A: Pathologists are the best professionals to synthesize data from all the tests done on a given tumor specimen via an integrated report that is actionable for downstream medical decision-making.
Hematopathologists enthusiastically embrace new technologies and they are the role models for data integration and analysis of microscopy, flow cytometry, histochemistry (IHC, ISH, FISH), karyotype, PCR, or sequencing.
College of American Pathologists guidance for reporting molecular test results suggests that all results on a given tissue be synthesized by one pathologist, typically the histopathologist although increasingly the molecular pathologist who performs ancillary genomic testing. Since molecular results are best interpreted in the context of histomorphology of input tissue (e.g. percent malignant cells), and in the context of the clinical dilemma to be solved by the test, good communication is essential to assuring that professionals selecting the tissue block, doing the test, and interpreting results provide answers to pertinent medical questions. Access to patient medical records promotes high quality interpretation of histo-molecular findings.
Pathologists are in the best position to allocate precious (often small) specimens and to prioritize which ancillary tests are most critical in a given clinical scenario. Certain tests are feasible only on selected specimen preparations (e.g. karyotype requires fresh tissue), and the pathologist is vital to assuring that tissue is processed in a manner that maximizes success.

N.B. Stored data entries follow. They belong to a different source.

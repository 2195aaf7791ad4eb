// src/fetch/mod.rs

pub mod images;

use anyhow::{Context, Result};
use reqwest::Client;
use std::time::Duration;
use tracing::debug;
use url::Url;

/// Something that can GET a URL. Lets the scraper run against canned pages.
#[allow(async_fn_in_trait)]
pub trait Fetcher {
    async fn text(&self, url: &Url) -> Result<String>;
    async fn bytes(&self, url: &Url) -> Result<Vec<u8>>;
}

/// Shared client for both pipelines.
pub fn build_client(timeout: Duration) -> Result<Client> {
    Client::builder()
        .user_agent(concat!("geoscrape/", env!("CARGO_PKG_VERSION")))
        .timeout(timeout)
        .cookie_store(true)
        .gzip(true)
        .build()
        .context("building HTTP client")
}

pub struct HttpFetcher {
    client: Client,
}

impl HttpFetcher {
    pub fn new(client: Client) -> Self {
        Self { client }
    }
}

impl Fetcher for HttpFetcher {
    async fn text(&self, url: &Url) -> Result<String> {
        debug!("Fetching text from {}", url);
        self.client
            .get(url.clone())
            .send()
            .await
            .with_context(|| format!("GET {} failed", url))?
            .error_for_status()
            .with_context(|| format!("Non-success status {}", url))?
            .text()
            .await
            .with_context(|| format!("Reading text from {}", url))
    }

    async fn bytes(&self, url: &Url) -> Result<Vec<u8>> {
        debug!("Fetching bytes from {}", url);
        let bytes = self
            .client
            .get(url.clone())
            .send()
            .await
            .with_context(|| format!("GET {} failed", url))?
            .error_for_status()
            .with_context(|| format!("Non-success status {}", url))?
            .bytes()
            .await
            .with_context(|| format!("Reading body from {}", url))?;
        Ok(bytes.to_vec())
    }
}
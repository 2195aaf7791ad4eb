use tracing_subscriber::{fmt, EnvFilter};

/// Install the global `fmt` subscriber. `RUST_LOG` overrides the default filter.
pub fn init() {
    let env = EnvFilter::try_from_default_env()
        .unwrap_or_else(|_| EnvFilter::new("info,geoscrape=info"));
    fmt::Subscriber::builder()
        .with_env_filter(env)
        .with_span_events(fmt::format::FmtSpan::CLOSE)
        .init();
}

/// Same as [`init`] but routed through the test writer; safe to call repeatedly.
#[cfg(test)]
pub(crate) fn init_test_logging() {
    let subscriber = fmt::Subscriber::builder()
        .with_env_filter(
            EnvFilter::try_from_default_env()
                .unwrap_or_else(|_| EnvFilter::new("info,geoscrape=debug")),
        )
        .with_test_writer()
        .finish();
    let _ = tracing::subscriber::set_global_default(subscriber);
}
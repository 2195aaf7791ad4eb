use anyhow::{Context, Result};
use std::path::Path;
use tracing::{info, instrument};

use crate::geometry::{write_geojson, FeatureCollection};
use crate::routing::{GeometryRequest, RoutingService};

/// Issue one request and save the response as received.
#[instrument(level = "info", skip(service, request), fields(profile = %request.profile))]
pub async fn run_route<S: RoutingService>(
    service: &S,
    request: &GeometryRequest,
    out: &Path,
) -> Result<FeatureCollection> {
    let response = service
        .request(request)
        .await
        .with_context(|| format!("{} request failed", request.endpoint()))?;
    let collection = FeatureCollection::from_value(&response)?;

    write_geojson(out, &response)?;
    info!(features = collection.features.len(), path = %out.display(), "wrote GeoJSON");
    Ok(collection)
}
// src/pipeline/mod.rs

pub mod directory;
pub mod isochrones;
pub mod route;

pub use directory::{scrape_directory, ScrapeSummary};
pub use isochrones::{run_isochrones, IsochroneSummary};
pub use route::run_route;

use std::time::Duration;
use tokio::time::sleep;

/// The fixed inter-request delay. No backoff, no jitter.
async fn pause(interval: Duration) {
    if !interval.is_zero() {
        sleep(interval).await;
    }
}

In many cases, ancillary tests are ordered by the surgical pathologist who feels comfortable synthesizing results of the test with histomorphology, even if different professionals (e.g. cytogeneticists, molecular pathologists) performed and interpreted raw data. What about ancillary tests ordered by clinicians, sometimes months or years after the microscopist issued their histopathologic interpretation? Specimen requirements must be considered (e.g. fixative type, size, % malignant cells) along with whether to test primary vs metastasis, recent biopsy vs an older or larger resection, in situ vs invasive components, etc. There needs to be better compensation for the expert work of the surgical pathologist to understand the clinician request in order to retrieve and select the best archival tissue portion for the test. Compensation is also needed for the resources required to incorporate test findings into a revised integrated report.

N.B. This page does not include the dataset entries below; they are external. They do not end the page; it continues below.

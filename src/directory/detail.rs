use anyhow::Result;
use once_cell::sync::Lazy;
use scraper::{ElementRef, Html, Selector};

use super::{element_text, first_text, selector, DetailSelectors};

static MAILTO: Lazy<Selector> =
    Lazy::new(|| Selector::parse(r#"a[href^="mailto:"]"#).expect("mailto selector"));

/// Optional sections of a detail page; each is independent of the others.
#[derive(Debug, Clone, Default, PartialEq)]
pub struct Detail {
    pub bio: Option<String>,
    pub office: Option<String>,
    pub email: Option<String>,
    pub interests: Vec<String>,
}

pub struct DetailParser {
    bio: Selector,
    office: Selector,
    email: Selector,
    interests: Selector,
}

impl DetailParser {
    pub fn new(selectors: &DetailSelectors) -> Result<Self> {
        Ok(Self {
            bio: selector(&selectors.bio)?,
            office: selector(&selectors.office)?,
            email: selector(&selectors.email)?,
            interests: selector(&selectors.interests)?,
        })
    }

    pub fn parse(&self, html: &str) -> Detail {
        let doc = Html::parse_document(html);
        let root = doc.root_element();
        Detail {
            bio: first_text(root, &self.bio),
            office: first_text(root, &self.office),
            email: root.select(&self.email).find_map(email_of),
            interests: root.select(&self.interests).filter_map(element_text).collect(),
        }
    }
}

/// Prefer a `mailto:` target (on the element or inside it) over visible text,
/// which is often obfuscated as "name [at] host".
fn email_of(el: ElementRef<'_>) -> Option<String> {
    let href = el
        .value()
        .attr("href")
        .filter(|h| h.starts_with("mailto:"))
        .or_else(|| el.select(&MAILTO).find_map(|a| a.value().attr("href")));

    href.and_then(|h| {
        let addr = h.trim_start_matches("mailto:");
        let addr = addr.split('?').next().unwrap_or_default().trim();
        (!addr.is_empty()).then(|| addr.to_string())
    })
    .or_else(|| element_text(el))
}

Ancillary tests have benefits and limitations that are best understood by the testing laboratory, so it may be realistic for the testing laboratory to synthesize data from the surgical pathology report, rather than expecting the surgical pathologist to integrate lab data. When a histopathologist feels uncomfortable performing an integrative interpretation of lab data, the histopathologist should at least make it clear in their (addendum) pathology report what test(s) were ordered on which block in order to facilitate work by another professional in synthesizing findings and minimizing accidental repeat testing.
The criteria pathologists use for tumor diagnosis and classification are evidence-based and are updated periodically by various professional groups. Increasingly, ancillary tests are value-added components of standard-of-care surgical pathology workups. Since every patient is different and every tumor is different, pathologists should be valued for their expert judgment and for taking responsibility for translating histo-chemical findings into expert consultations.